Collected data
*** Begin section ***

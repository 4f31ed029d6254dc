use indicatif::ProgressStyle;
use tokio::sync::mpsc::UnboundedReceiver;
use tracing::{Span, info_span};
use tracing_indicatif::span_ext::IndicatifSpanExt;
use tsget_engine::hls::DownloadEvent;

fn download_style() -> ProgressStyle {
    ProgressStyle::with_template(
        "{span_child_prefix}{spinner:.green} [{elapsed_precise}] [{bar:40.green/white}] {pos}/{len} segments {msg}",
    )
    .unwrap_or_else(|_| ProgressStyle::default_bar())
    .progress_chars("=> ")
}

/// Tally of the events seen by the renderer.
#[derive(Debug, Default, Clone, Copy, PartialEq, Eq)]
pub struct ProgressSummary {
    pub completed: usize,
    pub failed: usize,
    pub retries: usize,
}

/// Renders download events as a single progress bar.
pub struct ProgressManager {
    span: Span,
    summary: ProgressSummary,
}

impl ProgressManager {
    pub fn new() -> Self {
        let span = info_span!("segments");
        span.pb_set_style(&download_style());
        Self {
            span,
            summary: ProgressSummary::default(),
        }
    }

    pub fn handle_event(&mut self, event: DownloadEvent) {
        match event {
            DownloadEvent::Started { total } => {
                self.span.pb_set_length(total as u64);
                self.span.pb_start();
            }
            DownloadEvent::SegmentCompleted { name, .. } => {
                self.summary.completed += 1;
                self.span.pb_inc(1);
                self.span.pb_set_message(&name);
            }
            DownloadEvent::SegmentRetry { name, attempt, .. } => {
                self.summary.retries += 1;
                self.span
                    .pb_set_message(&format!("retrying {name} (attempt {attempt} failed)"));
            }
            DownloadEvent::SegmentFailed { name, .. } => {
                self.summary.failed += 1;
                self.span.pb_inc(1);
                self.span.pb_set_message(&format!("{name} failed"));
            }
            DownloadEvent::Finished { .. } => {
                self.span.pb_set_message("done");
            }
        }
    }

    /// Consume events until every sender is dropped.
    pub async fn run(mut self, mut events: UnboundedReceiver<DownloadEvent>) -> ProgressSummary {
        while let Some(event) = events.recv().await {
            self.handle_event(event);
        }
        self.summary
    }
}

*** End section ***

Set down every entry exactly as given.

repository 4f31ed029d6254dc
use indicatif::ProgressStyle;
use tokio::sync::mpsc::UnboundedReceiver;
use tracing::{Span, info_span};
use tracing_indicatif::span_ext::IndicatifSpanExt;
use tsget_engine::hls::DownloadEvent;

fn download_style() -> ProgressStyle {
    ProgressStyle::with_template(
        "{span_child_prefix}{spinner:.green} [{elapsed_precise}] [{bar:40.green/white}] {pos}/{len} segments {msg}",
    )
    .unwrap_or_else(|_| ProgressStyle::default_bar())
    .progress_chars("=> ")
}

/// Tally of the events seen by the renderer.
#[derive(Debug, Default, Clone, Copy, PartialEq, Eq)]
pub struct ProgressSummary {
    pub completed: usize,
    pub failed: usize,
    pub retries: usize,
}

/// Renders download events as a single progress bar.
pub struct ProgressManager {
    span: Span,
    summary: ProgressSummary,
}

impl ProgressManager {
    pub fn new() -> Self {
        let span = info_span!("segments");
        span.pb_set_style(&download_style());
        Self {
            span,
            summary: ProgressSummary::default(),
        }
    }

    pub fn handle_event(&mut self, event: DownloadEvent) {
        match event {
            DownloadEvent::Started { total } => {
                self.span.pb_set_length(total as u64);
                self.span.pb_start();
            }
            DownloadEvent::SegmentCompleted { name, .. } => {
                self.summary.completed += 1;
                self.span.pb_inc(1);
                self.span.pb_set_message(&name);
            }
            DownloadEvent::SegmentRetry { name, attempt, .. } => {
                self.summary.retries += 1;
                self.span
                    .pb_set_message(&format!("retrying {name} (attempt {attempt} failed)"));
            }
            DownloadEvent::SegmentFailed { name, .. } => {
                self.summary.failed += 1;
                self.span.pb_inc(1);
                self.span.pb_set_message(&format!("{name} failed"));
            }
            DownloadEvent::Finished { .. } => {
                self.span.pb_set_message("done");
            }
        }
    }

    /// Consume events until every sender is dropped.
    pub async fn run(mut self, mut events: UnboundedReceiver<DownloadEvent>) -> ProgressSummary {
        while let Some(event) = events.recv().await {
            self.handle_event(event);
        }
        self.summary
    }
}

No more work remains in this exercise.